Walter Pfeiffer

Personal information
- Nationality: Australian
- Born: 15 May 1892 Lobethal, South Australia, Australia
- Died: 11 May 1950 (aged 57)

Sport
- Sport: Rowing
- Club: Murray Bridge Rowing Club

Achievements and titles
- National finals: King's Cup 1920-26

= Walter Pfeiffer (rower) =

Australian rower

Waldemar Herbert "Walter" Pfeiffer (15 May 1892 – 11 May 1950), listed by one source as William Pfeiffer, was a South Australian rower. He was a three-time national champion who represented Australia at the 1924 Summer Olympics in the men's eight.

==Club and state rowing==
Wally Pfeiffer was a carpenter and his senior rowing was from the Murray Bridge Rowing Club. The Murray Bridge Rowing Club men's eight was the dominant Australian club eight of the 1920s. They won the South Australian state championship from 1920 to 1923 and in 1921 (with Pfeiffer at stroke) by a margin of ten lengths. For the four years from 1920 to 1923 they were selected in-toto as the South Australian men's eight to contest the King's Cup at the Australian Interstate Regatta. Pfeiffer rowed in each of those crews and rowed in those South Australian King's Cup victories of 1920 (at six), 1922 and 1923 (both in the stroke seat).

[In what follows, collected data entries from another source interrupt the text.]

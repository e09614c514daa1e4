//! Failure handling shared by the demos.

use anyhow::Context as _;
use log::error;

use rayframe::{Backend, EngineError, Window, WindowConfig};

/// Open the demo window, logging a construction failure before surfacing it.
pub fn open<B: Backend>(backend: B, config: WindowConfig) -> anyhow::Result<Window<B>> {
    Window::open(backend, config)
        .inspect_err(|err| error!("Failed to create window: {err}"))
        .context("window creation failed")
}

/// Settle a finished loop. A failed loop is logged and followed by a
/// best-effort close whose own failure is logged separately.
pub fn finish<B: Backend>(
    window: &mut Window<B>,
    result: Result<u64, EngineError>,
) -> anyhow::Result<u64> {
    match result {
        Ok(frames) => Ok(frames),
        Err(err) => {
            error!("Runtime error: {err}");
            if let Err(close_err) = window.close() {
                error!("Error closing window: {close_err}");
            }
            Err(err.into())
        }
    }
}
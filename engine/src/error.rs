use std::path::PathBuf;

use thiserror::Error;

/// Errors surfaced by the window wrapper and its backends.
#[derive(Debug, Error)]
pub enum EngineError {
    #[error("failed to create window: {0}")]
    WindowInit(String),

    #[error("a native window is already open in this process")]
    WindowAlreadyOpen,

    #[error("failed to close window: {0}")]
    WindowClose(String),

    #[error("invalid window config: {0}")]
    InvalidConfig(String),

    #[error("failed to read {path}")]
    Io {
        path: PathBuf,
        #[source]
        source: std::io::Error,
    },

    #[error("failed to parse {path}")]
    ConfigParse {
        path: PathBuf,
        #[source]
        source: toml::de::Error,
    },

    /// The per-frame callback failed. The frame was still ended.
    #[error("frame {frame} callback failed: {source:#}")]
    Frame { frame: u64, source: anyhow::Error },
}
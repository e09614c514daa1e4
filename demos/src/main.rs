//! Demo runner.
//!
//! Run:
//! - `cargo run -p rayframe-demos --features raylib -- orbit`
//! - `RUST_LOG=debug cargo run -p rayframe-demos -- hello --headless 120`

mod cli;
mod config;
mod hello;
mod orbit;
mod runner;

use anyhow::Context as _;
use log::info;

use rayframe::{backend::HeadlessBackend, Backend};

use crate::{
    cli::{Cli, Demo, USAGE},
    config::DemoConfig,
};

fn main() -> anyhow::Result<()> {
    rayframe::logging::init("info");

    let cli = match Cli::parse() {
        Ok(cli) => cli,
        Err(err) => {
            eprintln!("{err}\n\n{USAGE}");
            std::process::exit(2);
        }
    };
    if cli.help {
        println!("{USAGE}");
        return Ok(());
    }

    let config = match &cli.config {
        Some(path) => rayframe::config::load_toml::<DemoConfig>(path)
            .with_context(|| format!("loading {}", path.display()))?,
        None => match cli.demo {
            Demo::Hello => hello::default_config(),
            Demo::Orbit => orbit::default_config(),
        },
    };

    let frames = match cli.headless_frames {
        Some(limit) => {
            let backend = HeadlessBackend::new().close_after(limit);
            let log = backend.log();
            let frames = run(cli.demo, backend, config)?;
            info!("headless run recorded {} calls", log.len());
            frames
        }
        None => run_native(cli.demo, config)?,
    };

    info!("{} demo finished after {frames} frames", cli.demo);
    Ok(())
}

fn run<B: Backend>(demo: Demo, backend: B, config: DemoConfig) -> anyhow::Result<u64> {
    match demo {
        Demo::Hello => hello::run(backend, config),
        Demo::Orbit => orbit::run(backend, config),
    }
}

#[cfg(feature = "raylib")]
fn run_native(demo: Demo, config: DemoConfig) -> anyhow::Result<u64> {
    run(demo, rayframe::RaylibBackend::new(), config)
}

#[cfg(not(feature = "raylib"))]
fn run_native(_demo: Demo, _config: DemoConfig) -> anyhow::Result<u64> {
    anyhow::bail!("built without the `raylib` feature; pass --headless <frames> or rebuild with --features raylib")
}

==International representative rowing==
The South Australian media pushed for Pfeiffer's victorious 1920 King's Cup eight to be sent to the 1920 Antwerp Olympics but with the Victorian and New South Wales Rowing Association in control of selections and funding, there wasn't sufficient support for their campaign. By 1924 with South Australia continuing to dominate Australian eights rowing, their claim could not be denied and after winning a test event raced on Port Adelaide in March 1924, Pfeiffer and the South Australian crew were selected in-toto to represent Australia as an eight at the 1924 Summer Olympics.

Funding was raised from the Murray Bridge Rowing Club, the South Australian Rowing Association and the general public of South Australia. The crew were nicknamed "the Murray Cods". Unlike the 1912 Olympic eight, the Murray Cods were not invited to race in lead-up at the Henley Royal Regatta and in 2000 Ted Thomas jnr a crew member's son, asserted that this was because the eight was crewed by working class men other than the stroke Bill Sladden It's undisputed that tour funds were scarce and on arrival in France, the crew had to row their shell 60 km to their training base; that on tour a number of the crew busked as musicians to raise pocket money; and that on race day they first rowed their shell 26 miles from their boatshed to the Olympic course. Their equipment was also sub-par as they rowed with their oars turning in out-rigged poppets rather than in swivelling gates as had become the norm by 1924.

In the Olympic regatta, with Pfeiffer in the six seat, the Australian eight finished second behind Italy in their heat, then finished third in the repechage and didn't advance to the final.

Wally Pfeiffer continued on as a first-class oarsman after the Olympics. He stroked the South Australian representative eights in the King's Cup campaigns of 1925 (fourth) and 1926 (second).